The all-Billings major-league pitching duel
How many smaller American cities, say those with a population no greater than about 120,000, can say they had two major-league pitchers at the same time, and both were starters the same season? And that those pitchers got key lessons in their mound skills in the same nationally-renowned American Legion baseball program, from the same head coach who was considered among the best in the country? And that those two pitchers once faced each other on a big-league mound?
Billings can answer “yes” to all three questions. Forty-nine years ago today, on June 8, 1975, Dave McNally and Joe McIntosh were opposing pitchers for the Montreal Expos and the San Diego Padres, respectively, in the first game of a doubleheader in Montreal.
Here’s the story of that matchup, drawn from an April 11, 2020, article in the Billings Gazette about the day when McNally faced fellow Billings product McIntosh in McNally’s final major-league game.
McIntosh, who had starred for Washington State University after playing Legion ball in Billings, was a rookie pitcher for the Padres. McNally, after winning a then team-record 181 games for the Orioles, had requested a trade after the 1974 season, hoping that a “change of scenery,” as he called it, would revive his flagging pitching skills. Baltimore obliged and traded him to the Expos.
Now, on a 57-degree at the Expos field, it was almost game time. McIntosh knew McNally well because one of his older brothers, Bill, was a teammate of McNally’s on the powerhouse Billings Legion teams in 1959 and 1960. McNally lived on Elm Street in Billings through his eighteenth birthday. and he often went to the McIntosh family home on nearby Spruce Street to hang out with Bill.
In a break from convention then, which frowned upon fraternizing. with opponents before a game McIntosh went to the telephone in the Padres visitors clubhouse. He called to the Expos clubhouse and asked for McNally.
“Just a minute,” someone answered. McNally came to the phone, and McIntosh said, “Hey, Dave, this is Joey McIntosh.”
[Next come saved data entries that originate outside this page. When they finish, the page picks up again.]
//! Grid importer - CSV / spreadsheet → RawGrid

use crate::error::{StatError, StatResult};
use crate::types::{Cell, RawGrid, GRID_WIDTH};
use calamine::{open_workbook_auto_from_rs, Data, Reader};
use encoding_rs::WINDOWS_1252;
use std::borrow::Cow;
use std::fs;
use std::io::Cursor;
use std::path::{Path, PathBuf};
use tracing::{debug, info};

/// Reader selected from the file name extension
#[derive(Debug, Clone, Copy, PartialEq, Eq)]
pub enum InputFormat {
    Csv,
    Spreadsheet,
}

impl InputFormat {
    /// Detect the format from a file name or path (case-insensitive extension)
    pub fn from_name(name: &str) -> StatResult<Self> {
        let ext = Path::new(name)
            .extension()
            .and_then(|e| e.to_str())
            .map(|e| e.to_lowercase())
            .unwrap_or_default();

        match ext.as_str() {
            "csv" => Ok(InputFormat::Csv),
            "xlsx" | "xlsm" | "xlsb" | "xls" | "ods" => Ok(InputFormat::Spreadsheet),
            _ => Err(StatError::UnsupportedFormat(name.to_string())),
        }
    }
}

/// Loads an upload into a header-less grid of at most 13 columns
pub struct GridImporter {
    path: PathBuf,
}

impl GridImporter {
    pub fn new<P: AsRef<Path>>(path: P) -> Self {
        Self {
            path: path.as_ref().to_path_buf(),
        }
    }

    /// Read the file once and build the grid
    pub fn import(&self) -> StatResult<RawGrid> {
        let name = self.path.to_string_lossy();
        let format = InputFormat::from_name(&name)?;
        let bytes = fs::read(&self.path)?;
        Self::load(&bytes, format, &name)
    }

    /// Build a grid from an in-memory upload; `name` only supplies the extension
    pub fn from_bytes(bytes: &[u8], name: &str) -> StatResult<RawGrid> {
        let format = InputFormat::from_name(name)?;
        Self::load(bytes, format, name)
    }

    fn load(bytes: &[u8], format: InputFormat, name: &str) -> StatResult<RawGrid> {
        let rows = match format {
            InputFormat::Csv => read_csv(bytes)?,
            InputFormat::Spreadsheet => read_spreadsheet(bytes)?,
        };

        let grid = RawGrid::from_rows(rows, GRID_WIDTH);
        info!(
            file = name,
            ?format,
            rows = grid.len(),
            columns = grid.width(),
            "grid loaded"
        );
        Ok(grid)
    }
}

/// Headerless CSV. Input that is not valid UTF-8 is decoded as Windows-1252,
/// the ANSI code page of spreadsheet exports on Windows (a superset of the
/// printable Latin-1 range).
fn read_csv(bytes: &[u8]) -> StatResult<Vec<Vec<Cell>>> {
    let text: Cow<'_, str> = match std::str::from_utf8(bytes) {
        Ok(s) => Cow::Borrowed(s),
        Err(_) => {
            let (decoded, _, _) = WINDOWS_1252.decode(bytes);
            debug!("CSV is not UTF-8, decoded as windows-1252");
            decoded
        }
    };

    let mut reader = csv::ReaderBuilder::new()
        .has_headers(false)
        .flexible(true)
        .from_reader(text.as_bytes());

    let mut rows = Vec::new();
    for record in reader.records() {
        let record = record?;
        rows.push(record.iter().map(csv_cell).collect());
    }
    Ok(rows)
}

fn csv_cell(field: &str) -> Cell {
    if field.is_empty() {
        return Cell::Empty;
    }
    match field.trim().parse::<f64>() {
        Ok(n) if n.is_finite() => Cell::Number(n),
        _ => Cell::Text(field.to_string()),
    }
}

/// First worksheet, keeping absolute column positions (an empty column A is
/// still column 0)
fn read_spreadsheet(bytes: &[u8]) -> StatResult<Vec<Vec<Cell>>> {
    let mut workbook = open_workbook_auto_from_rs(Cursor::new(bytes.to_vec()))
        .map_err(|e| StatError::Spreadsheet(format!("Failed to open workbook: {}", e)))?;

    let range = workbook
        .worksheet_range_at(0)
        .ok_or_else(|| StatError::Spreadsheet("Workbook has no worksheets".to_string()))?
        .map_err(|e| StatError::Spreadsheet(format!("Failed to read first worksheet: {}", e)))?;

    let Some((last_row, last_col)) = range.end() else {
        return Ok(Vec::new());
    };
    let width = (last_col as usize + 1).min(GRID_WIDTH) as u32;

    let rows = (0..=last_row)
        .map(|row| {
            (0..width)
                .map(|col| range.get_value((row, col)).map(data_cell).unwrap_or_default())
                .collect()
        })
        .collect();
    Ok(rows)
}

fn data_cell(data: &Data) -> Cell {
    match data {
        Data::Int(i) => Cell::Number(*i as f64),
        Data::Float(f) => Cell::Number(*f),
        Data::String(s) if s.is_empty() => Cell::Empty,
        Data::String(s) => Cell::Text(s.clone()),
        Data::Bool(b) => Cell::Bool(*b),
        Data::DateTime(dt) => Cell::Number(dt.as_f64()),
        Data::DateTimeIso(s) | Data::DurationIso(s) => Cell::Text(s.clone()),
        _ => Cell::Empty,
    }
}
They chatted for a few minutes and before he hung up McNally spoke in the lingo of pitchers. “Nothing but fastballs down the middle," he said, describing the way he thought the two should pitch to each other at a time when the National League hadn’t yet adopted the designated hitter rule.
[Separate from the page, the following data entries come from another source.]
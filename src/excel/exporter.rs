//! Excel exporter - normalized table → .xlsx

use crate::core::indicators::{all_indicators, MonthlyIndicators};
use crate::error::{StatError, StatResult};
use crate::types::{NormalizedRecord, NormalizedTable};
use rust_xlsxwriter::{Format, Note, Workbook, Worksheet};
use std::path::Path;

/// Column headers of the "Base" worksheet, in audit CSV order
pub const TABLE_HEADERS: [&str; 7] = [
    "Procedimento",
    "Mes",
    "Quantidade",
    "Procedimento_Original",
    "Subgrupo",
    "Profissional",
    "Procedimento_Curto",
];

const INDICATOR_HEADERS: [&str; 10] = [
    "Mes",
    "Producao",
    "Pacientes",
    "Pacientes_Novos",
    "Intercorrencias",
    "Puncoes",
    "Complexidade_Pct",
    "Eventos_por_1000",
    "Acoes_por_Paciente",
    "Previsao_Agulhas",
];

fn export_err(what: &str) -> impl Fn(rust_xlsxwriter::XlsxError) -> StatError + '_ {
    move |e| StatError::Export(format!("Failed to write {}: {}", what, e))
}

/// Writes the table ("Base") and the monthly indicators ("Indicadores")
pub struct TableExporter<'a> {
    table: &'a NormalizedTable,
}

impl<'a> TableExporter<'a> {
    pub fn new(table: &'a NormalizedTable) -> Self {
        Self { table }
    }

    /// Export to an .xlsx file
    pub fn export(&self, output_path: &Path) -> StatResult<()> {
        let mut workbook = self.build()?;
        workbook
            .save(output_path)
            .map_err(|e| StatError::Export(format!("Failed to save Excel file: {}", e)))
    }

    /// Export to an in-memory .xlsx
    pub fn to_bytes(&self) -> StatResult<Vec<u8>> {
        let mut workbook = self.build()?;
        workbook
            .save_to_buffer()
            .map_err(|e| StatError::Export(format!("Failed to build Excel file: {}", e)))
    }

    fn build(&self) -> StatResult<Workbook> {
        let mut workbook = Workbook::new();
        let header = Format::new().set_bold();

        let base = workbook.add_worksheet();
        base.set_name("Base").map_err(export_err("worksheet name"))?;
        Self::write_records(base, self.table.records(), &header)?;

        let indicators = all_indicators(self.table);
        let sheet = workbook.add_worksheet();
        sheet
            .set_name("Indicadores")
            .map_err(export_err("worksheet name"))?;
        Self::write_indicators(sheet, &indicators, &header)?;

        Ok(workbook)
    }

    fn write_records(
        worksheet: &mut Worksheet,
        records: &[NormalizedRecord],
        header: &Format,
    ) -> StatResult<()> {
        for (col, name) in TABLE_HEADERS.iter().enumerate() {
            worksheet
                .write_string_with_format(0, col as u16, *name, header)
                .map_err(export_err("header"))?;
        }

        let note = Note::new("Rótulo exatamente como na planilha de origem").set_author("oncostat");
        worksheet
            .insert_note(0, 3, &note)
            .map_err(export_err("note"))?;

        for (idx, record) in records.iter().enumerate() {
            let row = (idx + 1) as u32;
            worksheet
                .write_string(row, 0, &record.procedure)
                .and_then(|ws| ws.write_string(row, 1, record.month.code()))
                .and_then(|ws| ws.write_number(row, 2, record.quantity as f64))
                .and_then(|ws| ws.write_string(row, 3, &record.original_procedure))
                .and_then(|ws| ws.write_string(row, 4, record.subgroup.label()))
                .and_then(|ws| ws.write_string(row, 5, record.professional.label()))
                .and_then(|ws| ws.write_string(row, 6, &record.short_procedure))
                .map_err(export_err("record"))?;
        }

        worksheet.autofit();
        Ok(())
    }

    fn write_indicators(
        worksheet: &mut Worksheet,
        indicators: &[MonthlyIndicators],
        header: &Format,
    ) -> StatResult<()> {
        for (col, name) in INDICATOR_HEADERS.iter().enumerate() {
            worksheet
                .write_string_with_format(0, col as u16, *name, header)
                .map_err(export_err("header"))?;
        }

        for (idx, ind) in indicators.iter().enumerate() {
            let row = (idx + 1) as u32;
            worksheet
                .write_string(row, 0, ind.month.code())
                .and_then(|ws| ws.write_number(row, 1, ind.production as f64))
                .and_then(|ws| ws.write_number(row, 2, ind.patients as f64))
                .and_then(|ws| ws.write_number(row, 3, ind.new_patients as f64))
                .and_then(|ws| ws.write_number(row, 4, ind.adverse_events as f64))
                .and_then(|ws| ws.write_number(row, 5, ind.punctures as f64))
                .and_then(|ws| ws.write_number(row, 6, ind.complexity_change))
                .and_then(|ws| ws.write_number(row, 7, ind.event_rate))
                .and_then(|ws| ws.write_number(row, 8, ind.intensity))
                .and_then(|ws| ws.write_number(row, 9, ind.supply_forecast as f64))
                .map_err(export_err("indicator"))?;
        }

        worksheet.autofit();
        Ok(())
    }
}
That remark caught McIntosh off guard. He hesitated for a minute, then replied, “Right.” The pitchers hung up and continuing warming up for the first and still only all-Billings pitching duel in major-league history.
McIntosh, then 23, didn’t realize the significance of what was about to happen, but he did in 2020, when he was a still-practicing lawyer in Seattle.
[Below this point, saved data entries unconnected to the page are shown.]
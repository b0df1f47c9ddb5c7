use crate::core::indicators::{adverse_events, all_indicators, monthly_indicators, top_activities};
use crate::core::{MonthlyIndicators, Normalizer};
use crate::error::{StatError, StatResult};
use crate::excel::GridImporter;
use crate::report;
use crate::types::{Month, NormalizedTable, Section, Subgroup};
use crate::writer::{self, OutputFormat};
use colored::Colorize;
use notify::RecursiveMode;
use notify_debouncer_mini::{new_debouncer, DebouncedEventKind};
use std::fs;
use std::path::{Path, PathBuf};
use std::sync::mpsc::channel;
use std::time::Duration;

const TOP_ACTIVITIES: usize = 10;

/// Format a ratio for display, removing unnecessary decimal places
fn format_number(n: f64) -> String {
    let rounded = (n * 100.0).round() / 100.0;
    format!("{:.2}", rounded)
        .trim_end_matches('0')
        .trim_end_matches('.')
        .to_string()
}

/// Load and normalize, printing progress when verbose
fn load_table(input: &Path, verbose: bool) -> StatResult<NormalizedTable> {
    if verbose {
        println!("{}", "📖 Reading spreadsheet...".cyan());
    }
    let grid = GridImporter::new(input).import()?;

    if verbose {
        println!("   {} rows x {} columns", grid.len(), grid.width());
        println!("{}", "🧮 Normalizing sections...".cyan());
    }
    Normalizer::new()?.normalize(&grid)
}

fn print_table_summary(table: &NormalizedTable) {
    println!("   Records: {}", table.len().to_string().bold());
    for subgroup in [
        Subgroup::GeneralStatistics,
        Subgroup::SessionsPerformed,
        Subgroup::Production,
    ] {
        let count = table.for_subgroup(subgroup).count();
        println!("      {} {}", subgroup.label().bright_blue(), count);
    }
    let months: Vec<&str> = table.months().iter().map(|m| m.code()).collect();
    println!("   Months: {}", months.join(" ").cyan());
}

/// Execute the normalize command
pub fn normalize(
    input: PathBuf,
    output: Option<PathBuf>,
    format: Option<OutputFormat>,
    verbose: bool,
) -> StatResult<()> {
    println!("{}", "🏥 oncostat - Normalizing spreadsheet".bold().green());
    println!("   Input:  {}", input.display());
    if let Some(ref out) = output {
        println!("   Output: {}", out.display());
    }
    println!();

    let table = load_table(&input, verbose)?;

    println!("{}", "✅ Normalization complete".bold().green());
    print_table_summary(&table);
    println!();

    match output {
        Some(out) => {
            let format = match format {
                Some(f) => f,
                None => OutputFormat::from_path(&out)?,
            };
            if verbose {
                println!("{}", format!("💾 Writing {:?}...", format).cyan());
            }
            writer::write_table(&table, &out, format)?;
            println!("   Written: {}", out.display().to_string().bright_blue());
        }
        None => {
            if let Some(format) = format {
                // No output file: print text formats to stdout
                match format {
                    OutputFormat::Csv => {
                        let bytes = writer::to_csv(&table)?;
                        println!("{}", String::from_utf8_lossy(&bytes));
                    }
                    OutputFormat::Json => println!("{}", writer::to_json(&table)?),
                    OutputFormat::Yaml => println!("{}", writer::to_yaml(&table)?),
                    OutputFormat::Xlsx => {
                        return Err(StatError::Validation(
                            "xlsx output needs --output <file>".to_string(),
                        ))
                    }
                }
            }
        }
    }

    Ok(())
}

/// Execute the inspect command - show where each block was found
pub fn inspect(input: PathBuf) -> StatResult<()> {
    println!("{}", "🔍 oncostat - Section Layout".bold().green());
    println!("   File: {}\n", input.display());

    let grid = GridImporter::new(&input).import()?;
    let normalizer = Normalizer::new()?;
    let index = normalizer.locate(&grid);

    println!(
        "   Grid: {} rows x {} columns",
        grid.len(),
        grid.width()
    );
    println!();
    println!("{}", "📋 Sections:".bold().cyan());
    for section in Section::ALL {
        match index.row(section) {
            Some(row) => println!(
                "   {} row {:>4}  {}",
                section.to_string().bright_blue().bold(),
                row + 1,
                section.title()
            ),
            None => println!(
                "   {} {}  {}",
                section.to_string().red().bold(),
                "missing ".red(),
                section.title()
            ),
        }
    }
    match index.footer_row() {
        Some(row) => println!("   Footer row {:>4}  {}", row + 1, grid.label(row).trim()),
        None => println!("   Footer {}", "not found (last block runs to end of sheet)".yellow()),
    }
    println!();

    let spans = index.spans()?;
    println!("{}", "📐 Spans:".bold().cyan());
    for span in &spans {
        let records = normalizer.extract_span(&grid, span);
        println!(
            "   {} rows {}..{} ({} data rows) → {} records",
            span.section.to_string().bright_blue(),
            span.start_row + 1,
            span.end_row,
            span.len(),
            records.len()
        );
    }

    Ok(())
}

fn print_indicators(ind: &MonthlyIndicators) {
    println!("   📅 {}", ind.month.code().bright_blue().bold());
    println!("      Pacientes           {}", ind.patients);
    println!("      Pacientes novos     {}", ind.new_patients);
    println!("      Produção            {}", ind.production);
    let events = if ind.adverse_events > 0 {
        ind.adverse_events.to_string().red().bold()
    } else {
        ind.adverse_events.to_string().green()
    };
    println!("      Intercorrências     {}", events);
    println!("      Complexidade        {:+.1}%", ind.complexity_change);
    println!("      Eventos / 1k proc.  {}", format_number(ind.event_rate));
    println!("      Ações por paciente  {}", format_number(ind.intensity));
    println!("      Previsão de agulhas {}", ind.supply_forecast);
}

/// Execute the indicators command
pub fn indicators(input: PathBuf, month: Option<Month>) -> StatResult<()> {
    println!("{}", "📈 oncostat - Monthly Indicators".bold().green());
    println!("   File: {}\n", input.display());

    let table = load_table(&input, false)?;

    match month {
        Some(month) => {
            let ind = monthly_indicators(&table, month).ok_or_else(|| {
                StatError::Validation(format!("No records for month {}", month))
            })?;
            print_indicators(&ind);

            println!("\n   {}", "Top atividades:".bold());
            for record in top_activities(&table, month, TOP_ACTIVITIES) {
                println!(
                    "      {:>6}  {} ({})",
                    record.quantity,
                    record.short_procedure,
                    record.professional
                );
            }

            let events = adverse_events(&table, month);
            if events.is_empty() {
                println!("\n   {}", "Operação 100% segura no período analisado.".green());
            } else {
                println!("\n   {}", format!("⚠️  Eventos adversos em {}", month).red().bold());
                for record in events {
                    println!(
                        "      {:>6}  {} ({})",
                        record.quantity, record.original_procedure, record.professional
                    );
                }
            }
        }
        None => {
            for ind in all_indicators(&table) {
                print_indicators(&ind);
                println!();
            }
        }
    }

    Ok(())
}

/// Execute the report command
pub fn report(input: PathBuf, month: Month, output: Option<PathBuf>) -> StatResult<()> {
    let table = load_table(&input, false)?;
    let text = report::render(&table, month)?;

    match output {
        Some(path) => {
            fs::write(&path, &text)?;
            println!("{}", "✅ Report written".bold().green());
            println!("   {}", path.display());
        }
        None => println!("{}", text),
    }
    Ok(())
}

/// Execute the watch command
pub fn watch(input: PathBuf, verbose: bool) -> StatResult<()> {
    println!("{}", "👁️  oncostat - Watch Mode".bold().green());
    println!("   Watching: {}", input.display());
    println!("   Press {} to stop\n", "Ctrl+C".bold().yellow());

    if !input.exists() {
        return Err(StatError::Validation(format!(
            "File not found: {}",
            input.display()
        )));
    }

    let canonical_path = input.canonicalize()?;
    let parent_dir = canonical_path
        .parent()
        .ok_or_else(|| StatError::Validation("Cannot determine parent directory".to_string()))?;

    let (tx, rx) = channel();

    // Debounce so a spreadsheet save (temp file + rename) triggers one run
    let mut debouncer = new_debouncer(Duration::from_millis(300), tx)
        .map_err(|e| StatError::Validation(format!("Failed to create file watcher: {}", e)))?;

    debouncer
        .watcher()
        .watch(parent_dir, RecursiveMode::NonRecursive)
        .map_err(|e| StatError::Validation(format!("Failed to watch directory: {}", e)))?;

    if verbose {
        println!("   {} {}", "Watching directory:".cyan(), parent_dir.display());
    }

    println!("{}", "🔄 Initial run...".cyan());
    run_watch_action(&input, verbose);
    println!();

    loop {
        match rx.recv() {
            Ok(Ok(events)) => {
                let relevant = events.iter().any(|event| {
                    event.kind == DebouncedEventKind::Any
                        && is_same_file(&event.path, &canonical_path)
                });

                if relevant {
                    println!(
                        "\n{} {}",
                        "🔄 Change detected at".cyan(),
                        chrono::Local::now().format("%H:%M:%S").to_string().cyan()
                    );
                    run_watch_action(&input, verbose);
                    println!();
                }
            }
            Ok(Err(error)) => {
                eprintln!("{} Watch error: {}", "❌".red(), error);
            }
            Err(e) => {
                eprintln!("{} Channel error: {}", "❌".red(), e);
                break;
            }
        }
    }

    Ok(())
}

fn is_same_file(event_path: &Path, watched: &Path) -> bool {
    if let Ok(event_canonical) = event_path.canonicalize() {
        if event_canonical == watched {
            return true;
        }
    }
    event_path.file_name().is_some() && event_path.file_name() == watched.file_name()
}

/// Each change is a full, independent run
fn run_watch_action(input: &Path, verbose: bool) {
    match load_table(input, verbose) {
        Ok(table) => {
            println!("{}", "✅ Normalization complete".bold().green());
            print_table_summary(&table);
        }
        Err(e) => println!("{} {}", "❌ Normalization failed:".bold().red(), e),
    }
}

#[cfg(test)]
#[path = "commands_tests.rs"]
mod tests;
“A couple of Bayne boys who meet in the province of Quebec."
He probably was shaking his head as he pictured the long-ago scene in his mind.
“How odd is it," he said in wonder.
McIntosh already had witnessed an early legendary event in McNally’s career. In October 1966, Joe’s oldest brother Tom, who also starred in the Billings Legion program in the early 1950s, was working in Silver Spring, Maryland. McNally got the McIntosh brothers tickets to Game Four of the World Series. Their mother bought Joe a plane ticket, and he flew from Billings to Baltimore. Tom and Joe McIntosh thus were at Memorial Stadium and saw McNally out pitch the Los Angeles Dodgers’ Don Drysdale to give the Orioles their first Series Championship in a four-game sweep of LA.
Joe McIntosh never lost his admiration for McNally. "I followed him ·like crazy. I adored him, He was always so good to me and my family. I rooted for him the whole way.’
That bond even survived McNally’s trickery when McIntosh came to bat against him in the June 1975 game. McIntosh walked to the plate, ready to swing at fastballs. Instead, McNally served the youngster three curve balls and struck him out. As he walked back to the dugout, McIntosh glanced over his shoulder. He insists he saw McNally laughing.
“He had a great curveball. There was no way I was going to hit that,” McIntosh said. He knew then that the deal was off. McNally had taken him for a ride in the long tradition of what baseball veterans did to rookies.
McIntosh knew he didn’t have to stick to fastballs, either. He used his breaking pitches to get McNally to ground out in his first at-bat, and when McNally came up a second time, he tagged a long, foul fly out to left field that worried McIntosh a bit before Bobby Tolan gloved the ball.
The Padres gave McIntosh a three-run lead in the first and added two more runs in the sixth. That ended McNally’s day and, as it turned out, his big-league career.
McIntosh said he only talked to McNally before the game that day, and the subject of retirement never came up.
In 2020, almost five decades later, McIntosh could joke about a possible scenario in June 1975: “Probably if he lost to me, he figured that’s it."